Less common variations
You can't get into Safe Mode using the force-shutdown trick
If your PC boots too fast and the force-shutdown doesn't trigger the recovery screen, use a Windows installation USB. Boot from the USB, select your language, then click Repair your computer in the bottom left corner instead of Install. From there, go to Troubleshoot > Advanced options > Command Prompt and run this command:
bcdedit /set {default} safeboot minimal
Then type exit and reboot. Your PC will boot into Safe Mode automatically. After you fix the resolution, run the same command but with safeboot replaced with network or just type:
bcdedit /deletevalue {default} safeboot
That removes the Safe Mode flag so the next boot is normal.
The monitor has multiple inputs (HDMI, DisplayPort, DVI) and only one shows the error
If you're using an HDMI cable and the monitor says “Input Not Supported” but the DisplayPort works fine, the issue might be a handshake problem. Unplug the monitor from power for 60 seconds, then plug it back in. Also try a different cable. Cheap HDMI cables sometimes can't carry a high-bandwidth signal like 4K at 60 Hz. Use a certified HDMI 2.0 or DisplayPort 1.4 cable.

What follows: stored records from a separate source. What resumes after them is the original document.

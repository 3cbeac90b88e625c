//! Organization Domain Concerns

pub mod departments;
pub mod profiles;
pub mod status;
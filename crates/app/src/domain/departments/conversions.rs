//! Department record conversions.
//!
//! Pure helpers used by the service to derive the record it is about to persist.

use crate::domain::{
    departments::{
        data::{DepartmentSetup, DepartmentUpdate},
        records::{DepartmentRecord, NewDepartmentRecord},
    },
    status::Status,
};

/// Copies setup data into a record that storage will assign an id to.
#[must_use]
pub fn to_new_record(setup: DepartmentSetup) -> NewDepartmentRecord {
    NewDepartmentRecord {
        name: setup.name,
        code: setup.code,
        status: setup.status,
    }
}

/// Marks a department inactive, leaving every other field untouched.
#[must_use]
pub fn to_soft_deleted(record: DepartmentRecord) -> DepartmentRecord {
    DepartmentRecord {
        status: Status::Inactive,
        ..record
    }
}

/// Applies the supplied update fields over `existing`.
///
/// Blank strings count as not supplied. The id is always taken from `existing`.
#[must_use]
pub fn to_merged(update: DepartmentUpdate, existing: DepartmentRecord) -> DepartmentRecord {
    DepartmentRecord {
        id: existing.id,
        name: supplied(update.name).unwrap_or(existing.name),
        code: supplied(update.code).unwrap_or(existing.code),
        status: update.status.unwrap_or(existing.status),
    }
}

fn supplied(value: Option<String>) -> Option<String> {
    value.filter(|value| !value.trim().is_empty())
}
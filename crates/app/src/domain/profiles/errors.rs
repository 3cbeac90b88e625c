//! Profiles service errors.

use sqlx::Error;
use thiserror::Error;

/// Profile service error variants.
#[derive(Debug, Error)]
pub enum ProfilesServiceError {
    /// Profile was not found or has no active menus.
    #[error("profile not found")]
    NotFound,

    /// Stored data could not be decoded.
    #[error("invalid profile data: {0}")]
    InvalidData(String),

    /// Underlying SQL/storage error.
    #[error("storage error")]
    Sql(#[source] Error),
}

impl From<Error> for ProfilesServiceError {
    fn from(error: Error) -> Self {
        if matches!(error, Error::RowNotFound) {
            return Self::NotFound;
        }

        Self::Sql(error)
    }
}
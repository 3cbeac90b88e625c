//! Database Config

use clap::Args;

/// Database settings.
#[derive(Debug, Args)]
pub struct DatabaseConfig {
    /// `PostgreSQL` connection string, given before the subcommand verb
    #[arg(long, env = "DATABASE_URL", hide_env_values = true)]
    pub database_url: String,
}
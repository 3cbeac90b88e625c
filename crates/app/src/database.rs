//! Database connection management

use sqlx::{PgPool, migrate::MigrateError};

/// Connect to `PostgreSQL`.
///
/// # Errors
///
/// Returns an error if the connection cannot be established.
pub async fn connect(database_url: &str) -> Result<PgPool, sqlx::Error> {
    PgPool::connect(database_url).await
}

/// Apply pending schema migrations from the workspace `migrations` directory.
///
/// # Errors
///
/// Returns an error when a migration fails or the applied history diverges.
pub async fn migrate(pool: &PgPool) -> Result<(), MigrateError> {
    sqlx::migrate!("../../migrations").run(pool).await
}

The error appears only when you wake your PC from sleep
This is usually a power management issue. Open Device Manager (right-click Start > Device Manager), expand Monitors, right-click your monitor model, select Properties, go to the Driver tab, click Update Driver, then Browse my computer for drivers, then Let me pick from a list. Choose the “Generic PnP Monitor” driver instead of the manufacturer-specific one. Reboot. That often fixes sleep/wake problems.
How to prevent this from happening again
Before updating your graphics driver, note your current resolution and refresh rate. Go to Display settings and write them down. Then when you update the driver, if the screen goes black, you already know what resolution to set in Safe Mode. Also:
- Use the manufacturer's driver update tool (NVIDIA GeForce Experience, AMD Adrenalin, Intel Driver & Support Assistant) rather than Windows Update. Those tools usually detect your monitor's capabilities and don't push unsupported settings.
- If you're using a secondary monitor that's older, plug it into a different port on your graphics card. Some older monitors don't support certain resolutions over HDMI but work fine over DVI or VGA.
That's it. The fix takes about 5 minutes. You don't need to reinstall Windows or buy a new monitor. Just Safe Mode, a resolution change, and you're back in business.